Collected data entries
──────────────────────────────
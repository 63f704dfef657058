use std::fmt;

#[derive(Debug, PartialEq, Eq, PartialOrd, Ord, Hash, Clone, Copy)]
pub struct RecordId(pub u64);

impl fmt::Display for RecordId {
    fn fmt(&self, f: &mut fmt::Formatter<'_>) -> fmt::Result {
        write!(f, "{}", self.0)
    }
}

/// Shared shape of everything kept in a record store: a flat value with a
/// unique, store-assigned id.
pub trait Record: Clone + Send + Sync + 'static {
    /// Human-readable name of the record type, used in logs and errors.
    const KIND: &'static str;

    fn id(&self) -> RecordId;
}
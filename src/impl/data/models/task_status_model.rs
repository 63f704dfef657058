use std::str::FromStr;

use fractic_server_error::ServerError;
use serde::{Deserialize, Serialize};

use crate::{entities::TaskStatus, errors::InvalidStatus};

#[derive(Debug, Clone, Copy, PartialEq)]
pub(crate) struct TaskStatusModel(TaskStatus);
impl FromStr for TaskStatusModel {
    type Err = ServerError;
    fn from_str(s: &str) -> Result<Self, Self::Err> {
        TaskStatus::ALL
            .into_iter()
            .find(|status| status.as_str() == s)
            .map(TaskStatusModel)
            .ok_or_else(|| InvalidStatus::new(s))
    }
}
impl<'de> Deserialize<'de> for TaskStatusModel {
    fn deserialize<D>(deserializer: D) -> Result<TaskStatusModel, D::Error>
    where
        D: serde::Deserializer<'de>,
    {
        let s = String::deserialize(deserializer)?;
        TaskStatusModel::from_str(&s).map_err(serde::de::Error::custom)
    }
}
impl Serialize for TaskStatusModel {
    fn serialize<S>(&self, serializer: S) -> Result<S::Ok, S::Error>
    where
        S: serde::Serializer,
    {
        serializer.serialize_str(self.0.as_str())
    }
}

impl From<TaskStatus> for TaskStatusModel {
    fn from(status: TaskStatus) -> Self {
        TaskStatusModel(status)
    }
}

impl Into<TaskStatus> for TaskStatusModel {
    fn into(self) -> TaskStatus {
        self.0
    }
}

#[cfg(test)]
mod tests {
    use super::*;

    #[test]
    fn parses_every_status() {
        for status in TaskStatus::ALL {
            let model: TaskStatusModel = status.as_str().parse().unwrap();
            assert_eq!(Into::<TaskStatus>::into(model), status);
        }
    }

    #[test]
    fn rejects_unknown_and_differently_cased_values() {
        assert!("bogus-status".parse::<TaskStatusModel>().is_err());
        assert!("Done".parse::<TaskStatusModel>().is_err());
        assert!("in_progress".parse::<TaskStatusModel>().is_err());
    }
}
──────────────────────────────
Make a tally of the lines in this data that include the string "ServerError", and answer with that tally alone.

2